+01 424 645 5957

+39 347 378 8169

+01 424 645 5957

+39 347 378 8169

Accuracy vs Fluency in TEFL

How To Teach English, Language Skills, Linguistics

English‏‎ is an international language which people from all over the world learn in order to communicate with each other. Accuracy and Fluency are two factors which can determine the success of English language students in the future.

Essentially accuracy is the ability to produce correct sentences using correct grammar‏‎ and vocabulary‏‎. On the other hand, fluency is the ability to produce‏‎ language easily and smoothly.

Accuracy

Accuracy is relative. A very young child isn’t capable of the same level of accuracy as an adult. The child will make mistakes and misuse vocabulary.
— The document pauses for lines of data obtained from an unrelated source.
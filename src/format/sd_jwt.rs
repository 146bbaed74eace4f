//! # SD-JWT Format Plugin
//!
//! Implements the [`ClaimTreeCodec`] and [`SdSigner`] contracts for
//! IETF SD-JWT-based Verifiable Credentials
//! ([draft-ietf-oauth-selective-disclosure-jwt]), the JSON-over-JWS half of
//! the format-plugged pipeline.
//!
//! [draft-ietf-oauth-selective-disclosure-jwt]: https://www.ietf.org/archive/id/draft-ietf-oauth-selective-disclosure-jwt-17.html

use serde_json::json;

use crate::cancel::CancellationToken;
use crate::disclosure::Disclosure;
use crate::envelope::{EnvelopeSigner, sign_jws};
use crate::error::{Error, Result};
use crate::hash::HashAlgorithm;
use crate::redact::ClaimTreeCodec;
use crate::sign::SdSigner;
use crate::value::Value;

/// The default JWT `typ` for SD-JWT VCs.
pub const DEFAULT_MEDIA_TYPE: &str = "vc+sd-jwt";

/// SD-JWT's [`ClaimTreeCodec`]: a JSON object claim tree, string `"_sd"`
/// digest keys, and base64url-encoded JSON-array disclosures.
#[derive(Clone, Copy, Debug, Default)]
pub struct SdJwtCodec;

impl ClaimTreeCodec for SdJwtCodec {
    fn parse(&self, payload_bytes: &[u8]) -> Result<Value> {
        let json: serde_json::Value = serde_json::from_slice(payload_bytes)
            .map_err(|e| Error::InvalidTokenStructure(e.to_string()))?;
        if !json.is_object() {
            return Err(Error::InvalidTokenStructure(
                "SD-JWT payload must be a JSON object".to_string(),
            ));
        }
        Ok(Value::from_json(&json))
    }

    fn serialize(&self, tree: &Value) -> Result<Vec<u8>> {
        serde_json::to_vec(&tree.to_json()).map_err(|e| Error::InvalidTokenStructure(e.to_string()))
    }

    fn encode_disclosure(&self, disclosure: &Disclosure) -> Result<Vec<u8>> {
        let array = match &disclosure.claim_name {
            Some(name) => json!([disclosure.salt, name, disclosure.claim_value.to_json()]),
            None => json!([disclosure.salt, disclosure.claim_value.to_json()]),
        };
        serde_json::to_vec(&array).map_err(|e| Error::InvalidTokenStructure(e.to_string()))
    }

    fn digest_key(&self) -> &str {
        "_sd"
    }

    fn digest_value(&self, digest: Vec<u8>) -> Value {
        Value::String(base64ct::Base64UrlUnpadded::encode_string(&digest))
    }

    fn sort_key(&self, value: &Value) -> Vec<u8> {
        match value {
            Value::String(s) => s.as_bytes().to_vec(),
            _ => Vec::new(),
        }
    }

    fn finalize(&self, tree: &mut Value, hash_algorithm: HashAlgorithm, placed: bool) {
        if !placed {
            return;
        }
        if let Value::Map(entries) = tree {
            entries.push((
                "_sd_alg".to_string(),
                Value::String(hash_algorithm.iana_name().to_string()),
            ));
        }
    }
}

/// Encodes a [`Disclosure`] to the compact `~`-separated wire form a holder
/// appends to the issuer-signed JWT.
#[must_use]
pub fn encode_disclosure_b64(disclosure: &Disclosure) -> String {
    let codec = SdJwtCodec;
    let bytes = codec.encode_disclosure(disclosure).unwrap_or_default();
    base64ct::Base64UrlUnpadded::encode_string(&bytes)
}

/// SD-JWT's [`SdSigner`]: a compact JWS over the redacted payload.
#[derive(Clone, Copy, Debug, Default)]
pub struct SdJwtSigner;

impl SdSigner for SdJwtSigner {
    fn sign(
        &self,
        redacted_payload: &[u8],
        _hash_algorithm: HashAlgorithm,
        media_type: Option<&str>,
        signer: &dyn EnvelopeSigner,
        cancellation: &CancellationToken,
    ) -> Result<Vec<u8>> {
        let typ = media_type.unwrap_or(DEFAULT_MEDIA_TYPE);
        let token = sign_jws(redacted_payload, typ, signer, cancellation)?;
        Ok(token.into_bytes())
    }
}

/// Assembles the final wire token: `<jws>~<disclosure>~…~[<kb-jwt>]`.
#[must_use]
pub fn assemble_presentation(jws: &str, disclosures: &[Disclosure], key_binding_jwt: Option<&str>) -> String {
    let mut parts = vec![jws.to_string()];
    parts.extend(disclosures.iter().map(encode_disclosure_b64));
    let mut token = format!("{}~", parts.join("~"));
    if let Some(kb) = key_binding_jwt {
        token.push_str(kb);
    }
    token
}
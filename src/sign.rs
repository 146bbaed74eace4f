//! # SD Signer (C6, format-plugged)
//!
//! Wraps a redacted payload in its format's signed envelope. Concrete
//! implementations live in [`crate::format`]; this module only defines the
//! contract both formats implement, reusing [`crate::envelope`]'s delegate
//! traits for the actual cryptographic operation.

use crate::cancel::CancellationToken;
use crate::envelope::EnvelopeSigner;
use crate::error::Result;
use crate::hash::HashAlgorithm;

/// Signs a redacted payload into a wire-ready, format-specific token.
pub trait SdSigner {
    /// Builds the signed envelope around `redacted_payload`.
    ///
    /// `media_type` is the format's `typ`/content-type header value; when
    /// `None`, implementations use their recommended default
    /// (`vc+sd-jwt` or `application/vc+cose`).
    ///
    /// # Errors
    ///
    /// Returns [`crate::error::Error::Cancelled`] if `cancellation` is
    /// already cancelled, or propagates signing failures from `signer`.
    fn sign(
        &self,
        redacted_payload: &[u8],
        hash_algorithm: HashAlgorithm,
        media_type: Option<&str>,
        signer: &dyn EnvelopeSigner,
        cancellation: &CancellationToken,
    ) -> Result<Vec<u8>>;
}
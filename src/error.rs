//! # Error Kinds
//!
//! The selective disclosure engine and SD pipeline surface a small, closed set
//! of error kinds. Computation-time disagreements between a verifier's
//! request and a holder's exclusions are *not* modeled as errors: they are
//! recorded in a [`crate::computation::CredentialDisclosureDecision`] as
//! `conflicts`/`unavailable` with `satisfies_requirements = false`. Only
//! construction-time and contract violations, and verification failures, are
//! errors.

use thiserror::Error;

/// Errors produced by the core selective disclosure engine.
#[derive(Error, Debug)]
pub enum Error {
    /// A JSON-Pointer string violates RFC 6901.
    #[error("malformed pointer: {0}")]
    MalformedPointer(String),

    /// An operation that only makes sense on a JSON-Pointer path
    /// (`append`/`append_index`) was called on an N-Quad path.
    #[error("operation is not valid on an N-Quad path")]
    NotAJsonPath,

    /// An encoded disclosure could not be parsed, or its shape is invalid for
    /// the declared hash algorithm.
    #[error("malformed disclosure: {0}")]
    MalformedDisclosure(String),

    /// A disclosable path resolved to the credential path's `Root`.
    #[error("cannot redact the root of a claim tree")]
    CannotRedactRoot,

    /// A leaf segment cannot be interpreted as a property name in the target
    /// format (e.g. SD-CWT requires integer-like keys).
    #[error("leaf segment `{0}` is not a valid property name for this format")]
    NonPropertyLeaf(String),

    /// A parent path could not be navigated to inside a claim tree: a segment
    /// is missing, or resolves to a non-map value.
    #[error("path `{0}` is not resolvable in the claim tree")]
    PathNotResolvable(String),

    /// `Bottom` is not a subset of `Top` when constructing a
    /// [`crate::lattice::BoundedDisclosureLattice`].
    #[error("mandatory path set is not a subset of the top set")]
    MandatoryNotSubset,

    /// A policy assessor attempted to add paths beyond the currently proposed
    /// set, violating the narrowing-only contract.
    #[error("policy assessor `{0}` widened the disclosure set")]
    PolicyWidenedDisclosure(String),

    /// A disclosure's digest was not found exactly once in the expected
    /// digest set at verification time.
    #[error("digest mismatch for disclosure `{0}`")]
    DigestMismatch(String),

    /// One or more issuer-declared mandatory claims are missing from the
    /// fully-disclosed credential.
    #[error("mandatory claims missing: {0:?}")]
    MandatoryClaimsMissing(Vec<String>),

    /// Envelope signature verification failed.
    #[error("signature invalid")]
    SignatureInvalid,

    /// The key tag referenced by the envelope could not be resolved to a
    /// verification method.
    #[error("verification method not found for key tag `{0}`")]
    VerificationMethodNotFound(String),

    /// The wire token does not have the expected structure (segment count,
    /// COSE tag, etc).
    #[error("invalid token structure: {0}")]
    InvalidTokenStructure(String),

    /// A base (unredacted) proof could not be parsed.
    #[error("malformed base proof: {0}")]
    MalformedBaseProof(String),

    /// A derived (redacted/disclosed) proof could not be parsed.
    #[error("malformed derived proof: {0}")]
    MalformedDerivedProof(String),

    /// The operation was cancelled cooperatively before completion.
    #[error("operation cancelled")]
    Cancelled,
}

/// Convenience alias for fallible core operations.
pub type Result<T> = std::result::Result<T, Error>;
Teachers who concentrate on accuracy help their students to produce grammatically correct written and spoken English, ideally aiming towards the accuracy of a native speaker of similar age and background.

The emphasis in the classroom will be on grammar presentations and exercises, reading comprehension‏‎ and suchlike.

Fluency

A fluent speaker, on the other hand, may well make grammatical errors but will speak or write efficiently (without pauses). They will be able to converse freely and talk with native-speakers about many different subjects.

Fluency generally increases as learners progress and become more comfortable using the language.

Language teachers who concentrate on fluency help their students to express themselves in English. They pay more attention to meaning and context and are less concerned with grammatical errors.

Typical fluency activities are role playing and more communicative activities where English is used as a medium of communication rather than an end in itself.

Accuracy vs Fluency

Taken as a given that students’ needs should always dictate what you teach them, the question of whether it is more important to work on accuracy or fluency in the language classroom remains.

Many teachers believe that fluency is a goal worth striving towards only with students who are at a fairly advanced level. Other teachers, strong in the belief that the learning of a language is about communication, feel that fluency should be the main goal in their teaching and that it should be practiced right from the start.

More traditional teachers tend to give accuracy greater importance; more liberal teachers tend towards fluency.

Often a rigid educational system where tests and exams are the focus, will have students (and their traditional teachers) believe that language accuracy is what matters most, and giving the “correct” answers often becomes an obsession. Students who have been taught this way can complete any grammar gap-fill you care to give them, but will struggle to order a coffee in a real English speaking situation.

On the other hand, a more communicative approach will produce students who can converse at length on almost any subject but could well make horrendous spelling and grammatical mistakes in their writing.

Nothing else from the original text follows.